_Work item_: Set down, please, without alteration, the lines of the entries below from the first through the one containing "use crate::sources::jira::DEFAULT_SPRINT_FIELD;".

** Opening Recorded data block **

use anyhow::{bail, Result};
use chrono::NaiveDate;
use clap::Parser;
use std::path::PathBuf;

use crate::error::ReportError;
use crate::identifiers::IdentifierExtractor;
use crate::render::{ReportFormat, ReportKind};
use crate::sources::jira::DEFAULT_SPRINT_FIELD;
use crate::window::{resolve_window, ReportTz, ReportWindow, WindowSpec};

#[derive(Parser, Debug)]
#[command(
    name = "work-report",
    version,
    about = "Summarize a contributor's tracker tasks and git commits over a date range",
    long_about = None
)]
pub struct Cli {
  /// Tracker assignee (account id, username or email, as the tracker's JQL accepts it)
  #[arg(long, required_unless_present = "gen_man")]
  pub assignee: Option<String>,

  /// Git author filter (name or email); defaults to --assignee
  #[arg(long)]
  pub author: Option<String>,

  /// First day of the window, YYYY-MM-DD (inclusive); must be paired with --end
  #[arg(long, alias = "since")]
  pub start: Option<String>,

  /// Last day of the window, YYYY-MM-DD (inclusive); must be paired with --start
  #[arg(long, alias = "until")]
  pub end: Option<String>,

  /// Calendar month, e.g. 2025-08
  #[arg(long)]
  pub month: Option<String>,

  /// Natural language window, e.g. "last week" or "last 30 days"
  #[arg(long = "for")]
  pub for_str: Option<String>,

  /// Repository paths, comma-separated or repeated (default: current dir)
  #[arg(long, value_delimiter = ',', default_value = ".")]
  pub repos: Vec<String>,

  /// Output format
  #[arg(long, value_enum, default_value_t = ReportFormat::Text)]
  pub format: ReportFormat,

  /// Report type
  #[arg(long = "report-type", value_enum, default_value_t = ReportKind::Detailed)]
  pub report_type: ReportKind,

  /// Output file path, or "-" for stdout
  #[arg(long, default_value = "-")]
  pub out: String,

  /// Identifier regex; named groups `project` and `number` are joined as PROJECT-NUMBER
  #[arg(long = "id-pattern")]
  pub id_pattern: Option<String>,

  /// Time zone used to date commits: local, utc, or an IANA name such as Europe/Berlin
  #[arg(long, default_value = "local")]
  pub tz: String,

  /// Include merge commits
  #[arg(long)]
  pub include_merges: bool,

  /// Read commits from every ref instead of HEAD only
  #[arg(long)]
  pub all_branches: bool,

  /// Tracker field holding sprint membership
  #[arg(long = "sprint-field", default_value = DEFAULT_SPRINT_FIELD)]
  pub sprint_field: String,

  /// Ask an OpenAI-compatible provider for the summary paragraph (falls back to a template)
  #[arg(long = "ai-summary")]
  pub ai_summary: bool,

  /// Model for --ai-summary (overrides WORK_REPORT_AI_MODEL)
  #[arg(long = "ai-model")]
  pub ai_model: Option<String>,

  /// More logging on stderr (-v info, -vv debug); RUST_LOG wins when set
  #[arg(short, long, action = clap::ArgAction::Count)]
  pub verbose: u8,

  /// Read tracker issues from a recorded search response instead of the network (hidden; tests/offline)
  #[arg(long = "tasks-json", hide = true)]
  pub tasks_json: Option<PathBuf>,

  /// Emit a troff man page to stdout (internal; for packaging)
  #[arg(long, hide = true)]
  pub gen_man: bool,

  /// Override the "now" instant for natural-language parsing (hidden; tests only)
  #[arg(long = "now-override", hide = true)]
  pub now_override: Option<String>,
}

#[derive(Debug)]
pub struct EffectiveConfig {
  pub assignee: String,
  pub author: String,
  pub window: WindowSpec,
  pub repos: Vec<String>,
  pub format: ReportFormat,
  pub kind: ReportKind,
  pub out: String,
  pub id_pattern: Option<String>,
  pub tz: ReportTz,
  pub include_merges: bool,
  pub all_branches: bool,
  pub sprint_field: String,
  pub ai_summary: bool,
  pub ai_model: Option<String>,
  pub tasks_json: Option<PathBuf>,
  pub now_override: Option<String>,
}

pub fn normalize(cli: Cli) -> Result<EffectiveConfig> {
  // Validate window selection
  let window = match (&cli.start, &cli.end, &cli.month, &cli.for_str) {
    (Some(s), Some(e), None, None) => WindowSpec::Dates { start: s.clone(), end: e.clone() },
    (None, None, Some(ym), None) => WindowSpec::Month { ym: ym.clone() },
    (None, None, None, Some(p)) => WindowSpec::ForPhrase { phrase: p.clone() },
    (None, None, None, None) => bail!("Provide one of --start/--end, --month, or --for"),
    (Some(_), None, None, None) | (None, Some(_), None, None) => bail!("--start and --end must be given together"),
    _ => bail!("Ambiguous time selection: choose only one of --start/--end | --month | --for"),
  };

  let assignee = cli.assignee.as_deref().unwrap_or("").trim().to_string();
  if assignee.is_empty() {
    bail!("--assignee must not be empty");
  }
  let author = cli
    .author
    .map(|a| a.trim().to_string())
    .filter(|a| !a.is_empty())
    .unwrap_or_else(|| assignee.clone());

  let mut repos: Vec<String> = cli.repos.iter().map(|r| r.trim().to_string()).filter(|r| !r.is_empty()).collect();
  if repos.is_empty() {
    repos.push(".".into());
  }

  Ok(EffectiveConfig {
    assignee,
    author,
    window,
    repos,
    format: cli.format,
    kind: cli.report_type,
    out: cli.out,
    id_pattern: cli.id_pattern,
    tz: ReportTz::parse(&cli.tz)?,
    include_merges: cli.include_merges,
    all_branches: cli.all_branches,
    sprint_field: cli.sprint_field,
    ai_summary: cli.ai_summary,
    ai_model: cli.ai_model,
    tasks_json: cli.tasks_json,
    now_override: cli.now_override,
  })
}

impl EffectiveConfig {
  /// Resolve the window against `today` and compile the identifier pattern.
  pub fn resolve(&self, today: NaiveDate) -> Result<(ReportWindow, IdentifierExtractor), ReportError> {
    let window = resolve_window(&self.window, today)?;
    let extractor = IdentifierExtractor::from_option(self.id_pattern.as_deref())?;
    Ok((window, extractor))
  }
}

** Closing Recorded data block **

_The completed task_:
use anyhow::{bail, Result};
use chrono::NaiveDate;
use clap::Parser;
use std::path::PathBuf;

use crate::error::ReportError;
use crate::identifiers::IdentifierExtractor;
use crate::render::{ReportFormat, ReportKind};
use crate::sources::jira::DEFAULT_SPRINT_FIELD;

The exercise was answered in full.